The governor of neighboring Donetsk province told Reuters that Russian forces were only 15 km outside the city of Sloviansk.

Kirilenko said Donetsk will not fall quickly, but it needs more weapons to keep the attackers at bay. Read more

Moscow says it is not hampered by Western weapons

Moscow says Western weapons will “fuel the fire” but will not change the course of what it calls a “special military operation” to disarm Ukraine and rid it of dangerous nationalists.

Russia still controls about a fifth of the country, half of which was captured in 2014 and the other half since its invasion began on February 24.

For both sides, Russia’s massive offensive in the east in recent weeks has been one of the war’s bloodiest phases, with Ukraine saying it is losing between 60 and 100 soldiers a day.

Moscow made slow but steady progress, squeezing Ukrainian forces into an enclave in Luhansk and Donetsk provinces, but failing to encircle them.

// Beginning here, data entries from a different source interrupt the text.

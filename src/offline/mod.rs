//! Offline-first operation handling.
//!
//! Connectivity is tracked by [`ConnectivityMonitor`] (passive platform
//! reports plus an active HTTP probe). Work that cannot reach the backend
//! lands in [`OfflineQueue`], is journaled to disk, and is replayed in
//! submission order when connectivity returns.

use std::env;
use std::time::Duration;

pub mod journal;
pub mod monitor;
pub mod operation;
pub mod queue;

pub use journal::{JournalError, JournalResult, QueueJournal};
pub use monitor::{
    ConnectivityEvent, ConnectivityMonitor, ConnectivityProbe, ConnectivityState, HttpProbe,
    NetworkStatus,
};
pub use operation::{OperationDispatcher, PendingRecord, PlanDispatcher, QueuedOperation};
pub use queue::{DrainReport, OfflineError, OfflineQueue, QueueStatus, SubmitOutcome, TaskOutcome};

/// Environment variable overriding the pending-queue capacity.
pub const QUEUE_CAPACITY_ENV_VAR: &str = "MEALSYNC_QUEUE_CAPACITY";

/// Environment variable overriding the probe interval, in seconds.
pub const PROBE_INTERVAL_SECS_ENV_VAR: &str = "MEALSYNC_PROBE_INTERVAL_SECS";

/// Environment variable overriding the probe endpoint.
pub const PROBE_URL_ENV_VAR: &str = "MEALSYNC_PROBE_URL";

/// Default maximum number of pending entries.
pub const DEFAULT_QUEUE_CAPACITY: usize = 50;

/// Default interval between active reachability probes.
pub const DEFAULT_PROBE_INTERVAL: Duration = Duration::from_secs(30);

/// Default probe endpoint: cheap, cache-hostile, returns an empty body.
pub const DEFAULT_PROBE_URL: &str = "https://www.gstatic.com/generate_204";

/// Configuration for the offline subsystem.
#[derive(Debug, Clone)]
pub struct OfflineConfig {
    /// Maximum pending entries before submissions are rejected.
    pub queue_capacity: usize,
    /// How often the active probe re-checks reachability.
    pub probe_interval: Duration,
    /// Endpoint the active probe targets.
    pub probe_url: String,
}

impl OfflineConfig {
    pub fn new() -> Self {
        Self {
            queue_capacity: DEFAULT_QUEUE_CAPACITY,
            probe_interval: DEFAULT_PROBE_INTERVAL,
            probe_url: DEFAULT_PROBE_URL.to_string(),
        }
    }

    /// Read overrides from `MEALSYNC_*` environment variables. Unset or
    /// unparseable values fall back to the defaults.
    pub fn from_env() -> Self {
        let queue_capacity = env::var(QUEUE_CAPACITY_ENV_VAR)
            .ok()
            .and_then(|value| value.parse().ok())
            .unwrap_or(DEFAULT_QUEUE_CAPACITY);
        let probe_interval = env::var(PROBE_INTERVAL_SECS_ENV_VAR)
            .ok()
            .and_then(|value| value.parse().ok())
            .map(Duration::from_secs)
            .unwrap_or(DEFAULT_PROBE_INTERVAL);
        let probe_url = env::var(PROBE_URL_ENV_VAR)
            .ok()
            .filter(|value| !value.is_empty())
            .unwrap_or_else(|| DEFAULT_PROBE_URL.to_string());
        Self {
            queue_capacity,
            probe_interval,
            probe_url,
        }
    }

    pub fn with_queue_capacity(mut self, capacity: usize) -> Self {
        self.queue_capacity = capacity;
        self
    }

    pub fn with_probe_interval(mut self, interval: Duration) -> Self {
        self.probe_interval = interval;
        self
    }

    pub fn with_probe_url(mut self, url: impl Into<String>) -> Self {
        self.probe_url = url.into();
        self
    }
}

impl Default for OfflineConfig {
    fn default() -> Self {
        Self::from_env()
    }
}

#[cfg(test)]
mod tests {
    use super::*;
    use std::sync::{Mutex, PoisonError};

    // Env mutations race across tests in one process.
    static ENV_MUTEX: Mutex<()> = Mutex::new(());

    #[test]
    fn defaults() {
        let config = OfflineConfig::new();
        assert_eq!(config.queue_capacity, 50);
        assert_eq!(config.probe_interval, Duration::from_secs(30));
        assert_eq!(config.probe_url, DEFAULT_PROBE_URL);
    }

    #[test]
    fn builders_override_each_field() {
        let config = OfflineConfig::new()
            .with_queue_capacity(5)
            .with_probe_interval(Duration::from_secs(2))
            .with_probe_url("https://probe.example/ping");
        assert_eq!(config.queue_capacity, 5);
        assert_eq!(config.probe_interval, Duration::from_secs(2));
        assert_eq!(config.probe_url, "https://probe.example/ping");
    }

    #[test]
    fn from_env_reads_overrides() {
        let _guard = ENV_MUTEX.lock().unwrap_or_else(PoisonError::into_inner);
        env::set_var(QUEUE_CAPACITY_ENV_VAR, "7");
        env::set_var(PROBE_INTERVAL_SECS_ENV_VAR, "12");
        env::set_var(PROBE_URL_ENV_VAR, "https://probe.example/generate_204");

        let config = OfflineConfig::from_env();
        assert_eq!(config.queue_capacity, 7);
        assert_eq!(config.probe_interval, Duration::from_secs(12));
        assert_eq!(config.probe_url, "https://probe.example/generate_204");

        env::remove_var(QUEUE_CAPACITY_ENV_VAR);
        env::remove_var(PROBE_INTERVAL_SECS_ENV_VAR);
        env::remove_var(PROBE_URL_ENV_VAR);
    }

    #[test]
    fn from_env_falls_back_on_garbage() {
        let _guard = ENV_MUTEX.lock().unwrap_or_else(PoisonError::into_inner);
        env::set_var(QUEUE_CAPACITY_ENV_VAR, "not-a-number");
        env::set_var(PROBE_URL_ENV_VAR, "");

        let config = OfflineConfig::from_env();
        assert_eq!(config.queue_capacity, DEFAULT_QUEUE_CAPACITY);
        assert_eq!(config.probe_url, DEFAULT_PROBE_URL);

        env::remove_var(QUEUE_CAPACITY_ENV_VAR);
        env::remove_var(PROBE_URL_ENV_VAR);
    }
}
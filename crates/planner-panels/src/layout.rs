//! Layout export and import
//!
//! The export payload is a self-contained JSON document:
//!
//! ```json
//! { "panels": {...}, "panelGroups": {...}, "workspacePresets": {...},
//!   "exportedAt": "2025-01-01T12:00:00.000Z", "version": "1.0" }
//! ```
//!
//! Import parses and validates the whole document before touching the
//! store, so a rejected document never leaves a half-applied layout.

use std::collections::BTreeMap;

use chrono::{DateTime, SecondsFormat, Utc};
use serde::{Deserialize, Serialize};
use tracing::{debug, warn};

use crate::error::{PanelError, PanelResult};
use crate::group::PanelGroup;
use crate::panel::{PanelPatch, PanelState};
use crate::preset::WorkspacePreset;
use crate::store::PanelStore;
use crate::types::{GroupId, PanelId, PresetId, TimestampMs};

/// Format version written by export and required by import
pub const LAYOUT_VERSION: &str = "1.0";

#[derive(Serialize)]
#[serde(rename_all = "camelCase")]
struct ExportedLayout<'a> {
    panels: &'a BTreeMap<PanelId, PanelState>,
    panel_groups: &'a BTreeMap<GroupId, PanelGroup>,
    workspace_presets: &'a BTreeMap<PresetId, WorkspacePreset>,
    exported_at: String,
    version: &'static str,
}

/// A parsed import document.
///
/// Panels are read as partial states so hand-edited or older exports that
/// omit fields still merge cleanly.
#[derive(Clone, Debug, Default, Deserialize)]
#[serde(rename_all = "camelCase")]
pub struct LayoutDocument {
    #[serde(default)]
    pub panels: BTreeMap<PanelId, PanelPatch>,
    #[serde(default)]
    pub panel_groups: BTreeMap<GroupId, PanelGroup>,
    #[serde(default)]
    pub workspace_presets: BTreeMap<PresetId, WorkspacePreset>,
    #[serde(default)]
    pub exported_at: Option<String>,
    #[serde(default)]
    pub version: Option<String>,
}

impl LayoutDocument {
    /// Parse and version-check an export payload
    pub fn parse(data: &str) -> PanelResult<Self> {
        let doc: LayoutDocument = serde_json::from_str(data)?;
        match doc.version.as_deref() {
            Some(LAYOUT_VERSION) => Ok(doc),
            Some(other) => Err(PanelError::UnsupportedVersion(other.to_string())),
            None => Err(PanelError::UnsupportedVersion("missing".to_string())),
        }
    }
}

/// ISO-8601 UTC timestamp with millisecond precision
pub fn iso_timestamp(ms: TimestampMs) -> String {
    DateTime::<Utc>::from_timestamp_millis(ms as i64)
        .unwrap_or_default()
        .to_rfc3339_opts(SecondsFormat::Millis, true)
}

impl PanelStore {
    /// Serialize panels, groups and presets into an export payload
    pub fn try_export_panel_layout(&self) -> PanelResult<String> {
        let layout = ExportedLayout {
            panels: self.panels(),
            panel_groups: self.groups(),
            workspace_presets: self.presets(),
            exported_at: iso_timestamp(self.now()),
            version: LAYOUT_VERSION,
        };
        Ok(serde_json::to_string_pretty(&layout)?)
    }

    /// Export payload as a string; empty if serialization failed
    pub fn export_panel_layout(&self) -> String {
        self.try_export_panel_layout().unwrap_or_else(|e| {
            warn!(error = %e, "layout export failed");
            String::new()
        })
    }

    /// Merge an export payload into the store.
    ///
    /// Panel entries apply to catalog ids only. Groups and presets are
    /// merged by id, then group membership is reconciled.
    pub fn try_import_panel_layout(&mut self, data: &str) -> PanelResult<()> {
        let doc = LayoutDocument::parse(data)?;
        let counts = (doc.panels.len(), doc.panel_groups.len(), doc.workspace_presets.len());
        self.merge_layout(doc.panels, doc.panel_groups, doc.workspace_presets);
        debug!(
            panels = counts.0,
            groups = counts.1,
            presets = counts.2,
            "layout imported"
        );
        Ok(())
    }

    /// Import a payload, logging and ignoring anything malformed.
    ///
    /// Returns true if the layout was applied.
    pub fn import_panel_layout(&mut self, data: &str) -> bool {
        match self.try_import_panel_layout(data) {
            Ok(()) => true,
            Err(e) => {
                warn!(error = %e, "layout import rejected");
                false
            }
        }
    }
}

#[cfg(test)]
mod tests {
    use super::*;
    use crate::math::Vec2;
    use crate::store::test_support::store;

    #[test]
    fn test_iso_timestamp() {
        assert_eq!(iso_timestamp(0.0), "1970-01-01T00:00:00.000Z");
        assert_eq!(iso_timestamp(1_000_000.0), "1970-01-01T00:16:40.000Z");
    }

    #[test]
    fn test_export_shape() {
        let (mut store, _) = store();
        store.create_group("G", &["a"]);
        store.create_preset("P", None);

        let json = store.export_panel_layout();
        let value: serde_json::Value = serde_json::from_str(&json).unwrap();
        assert_eq!(value["version"], "1.0");
        assert_eq!(value["exportedAt"], "1970-01-01T00:16:40.000Z");
        assert_eq!(value["panels"]["a"]["position"]["x"], 10.0);
        assert_eq!(value["panels"]["a"]["groupId"], "group-1");
        assert_eq!(value["panelGroups"]["group-1"]["panelIds"][0], "a");
        assert!(value["workspacePresets"]["preset-2"].is_object());
    }

    #[test]
    fn test_parse_rejects_bad_versions() {
        let missing = r#"{"panels": {}}"#;
        assert!(matches!(
            LayoutDocument::parse(missing),
            Err(PanelError::UnsupportedVersion(_))
        ));
        let wrong = r#"{"panels": {}, "version": "2.0"}"#;
        assert_eq!(
            LayoutDocument::parse(wrong).unwrap_err(),
            PanelError::UnsupportedVersion("2.0".to_string())
        );
        assert!(matches!(
            LayoutDocument::parse("not json"),
            Err(PanelError::Serialization(_))
        ));
    }

    #[test]
    fn test_import_merges_known_panels() {
        let (mut store, _) = store();
        let data = r#"{
            "version": "1.0",
            "panels": {
                "a": { "position": { "x": 400, "y": 300 }, "zIndex": 2000 },
                "ghost": { "position": { "x": 1, "y": 1 } }
            }
        }"#;
        assert!(store.import_panel_layout(data));
        let a = store.panel("a").unwrap();
        assert_eq!(a.position, Vec2::new(400.0, 300.0));
        assert_eq!(a.z_index, 2000);
        assert_eq!(store.max_z_index(), 2000);
        assert!(store.panel("ghost").is_none());
        assert_eq!(store.panels().len(), 3);
        // untouched fields keep their values
        assert_eq!(store.panel("b").unwrap().position, Vec2::new(110.0, 10.0));
    }

    #[test]
    fn test_import_reconciles_groups() {
        let (mut store, _) = store();
        let data = r#"{
            "version": "1.0",
            "panels": { "c": { "groupId": "g-stale" } },
            "panelGroups": {
                "g1": { "id": "g1", "name": "One", "panelIds": ["a", "ghost"] },
                "g2": { "id": "g2", "name": "Ghosts", "panelIds": ["ghost"] }
            }
        }"#;
        assert!(store.import_panel_layout(data));
        assert_eq!(store.group("g1").unwrap().panel_ids, vec!["a"]);
        assert!(store.group("g2").is_none());
        assert_eq!(store.panel("a").unwrap().group_id.as_deref(), Some("g1"));
        assert_eq!(store.panel("c").unwrap().group_id, None);
    }

    #[test]
    fn test_import_group_id_follows_map_key() {
        let (mut store, _) = store();
        let data = r#"{
            "version": "1.0",
            "panels": {},
            "panelGroups": {
                "g1": { "id": "renamed", "name": "One", "panelIds": ["a", "b"] }
            }
        }"#;
        assert!(store.import_panel_layout(data));
        let group = store.group("g1").unwrap();
        assert_eq!(group.id, "g1");
        assert_eq!(store.panel("b").unwrap().group_id.as_deref(), Some("g1"));
    }

    #[test]
    fn test_rejected_import_leaves_state_unchanged() {
        let (mut store, _) = store();
        let before = store.panels().clone();
        let version = store.version();

        assert!(!store.import_panel_layout("{ nope"));
        assert!(!store.import_panel_layout(
            r#"{"version": "0.9", "panels": {"a": {"position": {"x": 1, "y": 1}}}}"#
        ));
        // a type error deep in the document rejects everything
        assert!(!store.import_panel_layout(
            r#"{"version": "1.0", "panels": {"a": {"position": {"x": 1, "y": 1}}, "b": {"zIndex": "high"}}}"#
        ));

        assert_eq!(store.panels(), &before);
        assert_eq!(store.version(), version);
    }

    #[test]
    fn test_export_import_round_trip() {
        let (mut source, _) = store();
        source.update_panel_position("b", Vec2::new(640.0, 320.0));
        source.minimize_panel("c");
        source.create_group("Pair", &["a", "b"]);
        source.create_workspace_layout("Review", Some("two up"));
        let json = source.export_panel_layout();

        let (mut target, _) = store();
        assert!(target.import_panel_layout(&json));
        assert_eq!(target.panels(), source.panels());
        assert_eq!(target.groups(), source.groups());
        assert_eq!(target.presets(), source.presets());
    }
}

Meanwhile, Kyiv hopes that the Russian advance will drain Moscow’s forces enough to regain control of the territory in the coming months.

The war had a devastating impact on the global economy, especially for poor food-importing countries. Ukraine is one of the world’s leading sources of grain and cooking oil, but those supplies have been cut off by the closure of its Black Sea ports, with more than 20 million tons of grain stuck in silos.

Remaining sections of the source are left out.